Abstract

Aims: This study aims to analyze the effect of penetrating and blunt trauma on ocular axial length. Settings and Design: This is a retrospective study. Subjects and Methods: Seventy cases of unilateral ocular trauma visited between January 2012 and January 2015. Blunt and penetrating groups were formed based on the nature of injury. Mode, nature, age at injury, and presenting age were noted. Best-corrected visual acuity, axial length, keratometry, and biometric values of both eyes were documented. Factors statistically associated with changes in axial length in traumatic eyes were measured. Results: Mean axial length in penetrating trauma group was 25.31 mm (standard deviation [SD]: 1.75), and in blunt trauma group was 24.05 mm (SD: 1.13). Using regression analysis, if the axial length in control eye increases by 1 mm, then in the traumatic eye, it increases by 1.34 mm.

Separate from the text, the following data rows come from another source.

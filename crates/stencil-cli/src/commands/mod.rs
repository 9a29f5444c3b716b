//! Command handlers.
//!
//! Each handler translates CLI arguments into core calls and prints the
//! outcome. Resolver wiring shared by several commands lives here.

use std::path::{Path, PathBuf};

use stencil_adapters::{LocalFilesystem, ProcessRunner};
use stencil_core::{
    application::{InstallOptions, TemplateResolver},
    domain::{PackageManager, resolve_against},
};
use tracing::{debug, warn};

use crate::{
    cli::ResolverArgs,
    config::AppConfig,
    error::{CliError, CliResult, IntoCli},
    output::OutputManager,
};

pub mod cleanup;
pub mod config;
pub mod configure;
pub mod init;
pub mod resolve;
pub mod show_config;

/// Config values with CLI overrides applied.
pub(crate) fn install_options(args: &ResolverArgs, config: &AppConfig) -> InstallOptions {
    let mut options = config.install_options();
    if args.use_yarn {
        options.package_manager = PackageManager::Yarn;
    }
    if let Some(strategy) = args.strategy {
        options.strategy = strategy.into();
    }
    options.verbose(options.verbose || args.verbose_install)
}

/// A resolver wired to the real filesystem and package manager.
pub(crate) fn build_resolver(options: InstallOptions, output: &OutputManager) -> TemplateResolver {
    debug!(
        package_manager = %options.package_manager,
        strategy = %options.strategy,
        verbose = options.verbose,
        offline = options.offline,
        "resolver options"
    );

    TemplateResolver::new(
        Box::new(LocalFilesystem::new()),
        Box::new(ProcessRunner::new()),
        Box::new(output.clone()),
        options,
    )
}

/// Remove `<dir>/temp` once `outcome` is known, if resolving `template` may
/// have installed there and the caller did not ask to keep it.
///
/// A failed cleanup is returned only when `outcome` succeeded; otherwise it
/// is logged and `outcome`'s error wins.
pub(crate) fn finish_with_cleanup<T>(
    resolver: &TemplateResolver,
    template: &str,
    dir: &Path,
    keep_temp: bool,
    outcome: CliResult<T>,
) -> CliResult<T> {
    if keep_temp || !resolver.uses_temp_dir(template) {
        return outcome;
    }

    match (resolver.cleanup(dir), outcome) {
        (Ok(()), outcome) => outcome,
        (Err(err), Ok(_)) => Err(err.into()),
        (Err(err), Err(primary)) => {
            warn!(error = %err, "cleanup failed after an earlier error");
            Err(primary)
        }
    }
}

/// The directory holding the bundled `template/`.
///
/// `--own-path`, then `templates.own_path`, then the executable's directory.
pub(crate) fn own_path(args: &ResolverArgs, config: &AppConfig) -> CliResult<PathBuf> {
    if let Some(path) = args.own_path.as_ref().or(config.templates.own_path.as_ref()) {
        return Ok(path.clone());
    }

    let exe = std::env::current_exe().with_cli_context(|| "locating the stencil executable")?;
    exe.parent()
        .map(Path::to_path_buf)
        .ok_or_else(|| CliError::ConfigError {
            message: format!("'{}' has no parent directory", exe.display()),
            source: None,
        })
}

/// Absolute original directory: `--dir` against the current directory.
pub(crate) fn original_directory(dir: Option<&Path>) -> CliResult<PathBuf> {
    let cwd = std::env::current_dir().with_cli_context(|| "reading the current directory")?;
    Ok(match dir {
        Some(dir) => resolve_against(&cwd, dir),
        None => cwd,
    })
}

/// Last path segment, used as the app name when none is given.
pub(crate) fn dir_name(dir: &Path) -> String {
    dir.file_name()
        .map(|name| name.to_string_lossy().into_owned())
        .unwrap_or_else(|| "app".to_string())
}

#[cfg(test)]
mod tests {
    use super::*;
    use crate::cli::Strategy;
    use stencil_adapters::{MemoryFilesystem, ScriptedRunner, SilentReporter};
    use stencil_core::{
        application::{ApplicationError, ports::Filesystem},
        domain::InstallStrategy,
        error::StencilResult,
    };

    const DIR: &str = "/work/my-app";

    /// Everything exists; nothing can be removed.
    struct UnremovableTemp;

    impl Filesystem for UnremovableTemp {
        fn exists(&self, _path: &Path) -> bool {
            true
        }

        fn read_to_string(&self, _path: &Path) -> StencilResult<String> {
            Ok(String::new())
        }

        fn create_dir_all(&self, _path: &Path) -> StencilResult<()> {
            Ok(())
        }

        fn write_file(&self, _path: &Path, _content: &str) -> StencilResult<()> {
            Ok(())
        }

        fn remove_dir_all(&self, path: &Path) -> StencilResult<()> {
            Err(ApplicationError::FilesystemError {
                path: path.to_path_buf(),
                reason: "permission denied".into(),
            }
            .into())
        }
    }

    fn resolver_over(filesystem: impl Filesystem + 'static) -> TemplateResolver {
        TemplateResolver::new(
            Box::new(filesystem),
            Box::new(ScriptedRunner::new()),
            Box::new(SilentReporter),
            InstallOptions::default(),
        )
    }

    #[test]
    fn cleanup_skipped_for_local_templates() {
        let filesystem = MemoryFilesystem::new().with_file("/work/my-app/temp/notes.txt", "mine");
        let resolver = resolver_over(filesystem.clone());

        finish_with_cleanup(&resolver, "./tpl", Path::new(DIR), false, Ok(())).unwrap();
        finish_with_cleanup(&resolver, "", Path::new(DIR), false, Ok(())).unwrap();

        assert!(filesystem.exists(Path::new("/work/my-app/temp/notes.txt")));
    }

    #[test]
    fn cleanup_runs_for_package_templates_unless_kept() {
        let filesystem =
            MemoryFilesystem::new().with_dir("/work/my-app/temp/node_modules/cra-template");
        let resolver = resolver_over(filesystem.clone());

        finish_with_cleanup(&resolver, "cra-template", Path::new(DIR), true, Ok(())).unwrap();
        assert!(filesystem.exists(Path::new("/work/my-app/temp")));

        finish_with_cleanup(&resolver, "cra-template", Path::new(DIR), false, Ok(())).unwrap();
        assert!(!filesystem.exists(Path::new("/work/my-app/temp")));
    }

    #[test]
    fn earlier_error_survives_failed_cleanup() {
        let resolver = resolver_over(UnremovableTemp);
        let outcome: CliResult<()> = Err(CliError::TemplateNotFound {
            template: "cra-template".into(),
        });

        let err = finish_with_cleanup(&resolver, "cra-template", Path::new(DIR), false, outcome)
            .unwrap_err();

        assert!(matches!(err, CliError::TemplateNotFound { .. }));
    }

    #[test]
    fn failed_cleanup_is_reported_after_success() {
        let resolver = resolver_over(UnremovableTemp);

        let err = finish_with_cleanup(&resolver, "cra-template", Path::new(DIR), false, Ok(()))
            .unwrap_err();

        assert!(matches!(err, CliError::Core(_)));
    }

    #[test]
    fn flags_override_config() {
        let config = AppConfig::default();
        let args = ResolverArgs {
            use_yarn: true,
            strategy: Some(Strategy::Global),
            own_path: None,
            verbose_install: true,
        };

        let options = install_options(&args, &config);
        assert_eq!(options.package_manager, PackageManager::Yarn);
        assert_eq!(options.strategy, InstallStrategy::Global);
        assert!(options.verbose);
    }

    #[test]
    fn absent_flags_keep_config() {
        let mut config = AppConfig::default();
        config.resolver.package_manager = PackageManager::Yarn;
        config.resolver.verbose = true;

        let options = install_options(&ResolverArgs::default(), &config);
        assert_eq!(options.package_manager, PackageManager::Yarn);
        assert!(options.verbose);
    }

    #[test]
    fn own_path_prefers_flag_then_config() {
        let mut config = AppConfig::default();
        config.templates.own_path = Some(PathBuf::from("/from/config"));

        let flagged = ResolverArgs {
            own_path: Some(PathBuf::from("/from/flag")),
            ..ResolverArgs::default()
        };
        assert_eq!(own_path(&flagged, &config).unwrap(), PathBuf::from("/from/flag"));
        assert_eq!(
            own_path(&ResolverArgs::default(), &config).unwrap(),
            PathBuf::from("/from/config")
        );
    }

    #[test]
    fn own_path_defaults_next_to_executable() {
        let path = own_path(&ResolverArgs::default(), &AppConfig::default()).unwrap();
        assert!(path.is_absolute());
    }

    #[test]
    fn dir_name_falls_back() {
        assert_eq!(dir_name(Path::new("/work/my-app")), "my-app");
        assert_eq!(dir_name(Path::new("/")), "app");
    }
}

Similarly, age at injury, penetrating trauma and longer duration between injury and presentation were statistically significant factors associated with increase in axial length in the traumatic eyes. Conclusions: Elongation of the eyeball is significantly greater in penetrating trauma than in blunt trauma. Trauma at a younger age; presentation at a later age and penetrating type of trauma are statistically significant factors associated with an increase in axial length in the traumatic eye.